Saturday, September 22, 2007
report from the new mall
Everyone in Claremont is really excited about the Packing House/Village Expansion, and we were certainly looking forward to its opening. In the event, though, we are disappointed on nearly every count.
I could post daily for a month about the establishments they've brought in, and how they all seem to be run by first-time business owners. Even in the places that I frequent frequently, like the wine bar, they are friendly but they don't really know what they're doing (e.g.: serving white wine in stemless glasses, "because they look cool").
Last night, before seeing Across the Universe at the Laemmle (which you absolutely must see if you're between 35 and 55 -- plus you'll be the oldest person in the theater, for a change!), we hit Casablanca for dinner. I had been there for lunch a couple of weeks ago and wasn't all that bowled over, but K. hadn't tried it yet.
In a word: mediocre.
First of all, the food is solidly Lebanese. So why are they naming it after a city in Morocco? Beirut is 3200km from Casablanca.
The decor, too, seems to be the work of someone who has never designed a restaurant before. Not only is it not Middle Eastern -- lots of wrought iron, along with touches of the Baroque -- but the lighting is seriously hosed. In the back of the restaurant, you have your choice of sitting in shadow (without a candle or lamplet) or under a 150W spotlight.
Our waitress, although kind of charming in a geeky way, was the ditziest thing ever. She screwed up orders, she brought the wrong thing to the wrong table, she waited on later arrivals before earlier arrivals -- and all in a station that only held four tables. A guy who was giving off son-of-the-owner vibes kept trying to help her, but often he made things worse.
There was a systematic attempt to upsell on everything. I've worked food service, and I know that it has to be done subtly, but there was nothing subtle about this. They have removed the least expensive wine from the wine list, and instead they recommend the two most expensives ones, without telling you the price. And the wine list looks like it was chosen by the manager of the Albertson's, for that matter. Similarly, with the beers, both the waitress and the son-of-owner guy kept pushing K. to get the Almaza, an extremely bland Lebanese beer we've had at Grapevine (and which they charge more for than the Bass).
The food was okay but not great. For once, we got mains instead of making a meal of starters, as we usually do at Grapevine (which I think is the parent or at least godparent of this place -- except that Grapevine is worth returning to. They even play the same mixtape!). I got the lamb chops, rare, which were too salty and more "seared raw" than rare. They were certainly edible -- I don't mind eating lamb completely raw -- but they showed no skill at all.

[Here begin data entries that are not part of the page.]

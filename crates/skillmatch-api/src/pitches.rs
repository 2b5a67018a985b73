use axum::{
    Extension, Json,
    extract::{Path, State},
    http::StatusCode,
    response::IntoResponse,
};
use tracing::{info, warn};
use uuid::Uuid;

use skillmatch_db::models::{PitchRow, parse_timestamp};
use skillmatch_types::api::{
    Claims, CreatePitchRequest, CreatedResponse, ExpressInterestRequest, MyPitchResponse,
    PitchInterestResponse, PitchResponse, PitchStatus, ProfileResponse,
};
use skillmatch_types::events::{ChangeOp, Table};

use crate::convert::{profile_response, uuid_or_nil};
use crate::error::ApiError;
use crate::state::AppState;

const DEFAULT_INTEREST_MESSAGE: &str = "I'm interested in joining this project!";

/// Browse view: open pitches from other users, creator identity withheld.
pub async fn list_pitches(
    State(state): State<AppState>,
    Extension(claims): Extension<Claims>,
) -> Result<Json<Vec<PitchResponse>>, ApiError> {
    let rows = state
        .db
        .list_open_pitches_excluding(&claims.sub.to_string())?;
    Ok(Json(
        rows.into_iter().map(|r| pitch_response(r, None)).collect(),
    ))
}

/// The caller's own pitches, each with the interests expressed in it and
/// the interested users' profiles. Interests are visible here only.
pub async fn my_pitches(
    State(state): State<AppState>,
    Extension(claims): Extension<Claims>,
) -> Result<Json<Vec<MyPitchResponse>>, ApiError> {
    let rows = state.db.list_pitches_by(&claims.sub.to_string())?;

    let mut out = Vec::with_capacity(rows.len());
    for row in rows {
        let interests = state
            .db
            .list_pitch_interests(&row.id)?
            .into_iter()
            .map(|(interest, profile)| PitchInterestResponse {
                id: uuid_or_nil(&interest.id),
                user: profile_response(profile),
                message: interest.message,
                created_at: parse_timestamp(&interest.created_at),
            })
            .collect();

        out.push(MyPitchResponse {
            pitch: pitch_response(row, None),
            interests,
        });
    }

    Ok(Json(out))
}

pub async fn create_pitch(
    State(state): State<AppState>,
    Extension(claims): Extension<Claims>,
    Json(req): Json<CreatePitchRequest>,
) -> Result<impl IntoResponse, ApiError> {
    let title = req.title.trim();
    if title.is_empty() {
        return Err(ApiError::BadRequest("pitch title is required".into()));
    }

    for skill_id in &req.required_skills {
        if !state.db.skill_exists(&skill_id.to_string())? {
            return Err(ApiError::BadRequest(format!("unknown skill {skill_id}")));
        }
    }
    let required_skills = serde_json::to_string(&req.required_skills)
        .map_err(|e| anyhow::anyhow!("encode required skills: {}", e))?;

    let id = Uuid::new_v4();
    state.db.create_pitch(
        &id.to_string(),
        &claims.sub.to_string(),
        title,
        req.description.trim(),
        &required_skills,
    )?;
    state
        .dispatcher
        .publish(Table::AnonymousPitches, ChangeOp::Insert);

    info!(pitch_id = %id, "anonymous pitch created");
    Ok((StatusCode::CREATED, Json(CreatedResponse { id })))
}

/// Pitch detail. The creator's identity is included only for the creator
/// themselves, or after reveal for users who expressed interest.
pub async fn get_pitch(
    State(state): State<AppState>,
    Extension(claims): Extension<Claims>,
    Path(pitch_id): Path<Uuid>,
) -> Result<Json<PitchResponse>, ApiError> {
    let me = claims.sub.to_string();
    let row = state
        .db
        .get_pitch(&pitch_id.to_string())?
        .ok_or_else(|| ApiError::NotFound("pitch not found".into()))?;

    let creator = creator_if_visible(&state, &row, &me)?;
    Ok(Json(pitch_response(row, creator)))
}

pub async fn express_interest(
    State(state): State<AppState>,
    Extension(claims): Extension<Claims>,
    Path(pitch_id): Path<Uuid>,
    Json(req): Json<ExpressInterestRequest>,
) -> Result<impl IntoResponse, ApiError> {
    let me = claims.sub.to_string();
    let pid = pitch_id.to_string();

    let pitch = state
        .db
        .get_pitch(&pid)?
        .filter(|p| p.creator_id != me)
        .ok_or_else(|| ApiError::NotFound("pitch not found".into()))?;

    if pitch.status != "open" {
        return Err(ApiError::Conflict("pitch is no longer open".into()));
    }
    if state.db.has_pitch_interest(&pid, &me)? {
        return Err(ApiError::Conflict("interest already expressed".into()));
    }

    let message = match req.message.trim() {
        "" => DEFAULT_INTEREST_MESSAGE,
        m => m,
    };

    let id = Uuid::new_v4();
    state
        .db
        .add_pitch_interest(&id.to_string(), &pid, &me, message)?;
    state
        .dispatcher
        .publish(Table::PitchInterest, ChangeOp::Insert);

    info!(pitch_id = %pitch_id, user_id = %claims.sub, "interest expressed");
    Ok((StatusCode::CREATED, Json(CreatedResponse { id })))
}

/// One-way `open -> revealed` transition, creator-triggered only.
pub async fn reveal_pitch(
    State(state): State<AppState>,
    Extension(claims): Extension<Claims>,
    Path(pitch_id): Path<Uuid>,
) -> Result<StatusCode, ApiError> {
    let me = claims.sub.to_string();
    let pid = pitch_id.to_string();

    let pitch = state
        .db
        .get_pitch(&pid)?
        .filter(|p| p.creator_id == me)
        .ok_or_else(|| ApiError::NotFound("pitch not found".into()))?;

    if pitch.status != "open" {
        return Err(ApiError::Conflict("pitch already revealed".into()));
    }
    if !state.db.reveal_pitch(&pid, &me)? {
        return Err(ApiError::Conflict("pitch already revealed".into()));
    }

    state
        .dispatcher
        .publish(Table::AnonymousPitches, ChangeOp::Update);

    info!(pitch_id = %pitch_id, "pitch revealed");
    Ok(StatusCode::NO_CONTENT)
}

fn creator_if_visible(
    state: &AppState,
    row: &PitchRow,
    viewer: &str,
) -> Result<Option<ProfileResponse>, ApiError> {
    let visible = row.creator_id == viewer
        || (row.status == "revealed" && state.db.has_pitch_interest(&row.id, viewer)?);

    if !visible {
        return Ok(None);
    }
    Ok(state.db.get_profile(&row.creator_id)?.map(profile_response))
}

fn pitch_response(row: PitchRow, creator: Option<ProfileResponse>) -> PitchResponse {
    let required_skills: Vec<Uuid> =
        serde_json::from_str(&row.required_skills).unwrap_or_else(|e| {
            warn!(
                "Corrupt required_skills '{}' on pitch '{}': {}",
                row.required_skills, row.id, e
            );
            vec![]
        });

    PitchResponse {
        id: uuid_or_nil(&row.id),
        title: row.title,
        description: row.description,
        required_skills,
        status: if row.status == "revealed" {
            PitchStatus::Revealed
        } else {
            PitchStatus::Open
        },
        revealed_at: row.revealed_at.as_deref().map(parse_timestamp),
        created_at: parse_timestamp(&row.created_at),
        creator,
    }
}

#[cfg(test)]
mod tests {
    use super::*;

    fn row(status: &str, skills: &str) -> PitchRow {
        PitchRow {
            id: Uuid::new_v4().to_string(),
            creator_id: Uuid::new_v4().to_string(),
            title: "Stealth idea".into(),
            description: String::new(),
            required_skills: skills.into(),
            status: status.into(),
            revealed_at: None,
            created_at: "2026-08-23 10:00:00".into(),
        }
    }

    #[test]
    fn open_pitch_withholds_creator() {
        let resp = pitch_response(row("open", "[]"), None);
        assert_eq!(resp.status, PitchStatus::Open);
        assert!(resp.creator.is_none());
    }

    #[test]
    fn corrupt_required_skills_degrades_to_empty() {
        let resp = pitch_response(row("open", "not json"), None);
        assert!(resp.required_skills.is_empty());
    }
}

K. order the salmon kebab and got the salmon filet, which he was too nice to send back. The filet was fine, although it was slightly overcooked, being quite dry in the center. Both our dishes were served with sides of mashed potatoes, boiled milled carrots (those baby-finger things that are good for snacking), raw onions sprinkled with sumac, and a grilled anaheim pepper. Not particularly good, and the mashed potatoes, while flavorful enough, had been done in the food processor, so they had that gluey thing going that happens when you break down the starch molecules.
We might be back, if we're in the nabe or something, but I'd far rather go to Grapevine or Darvish.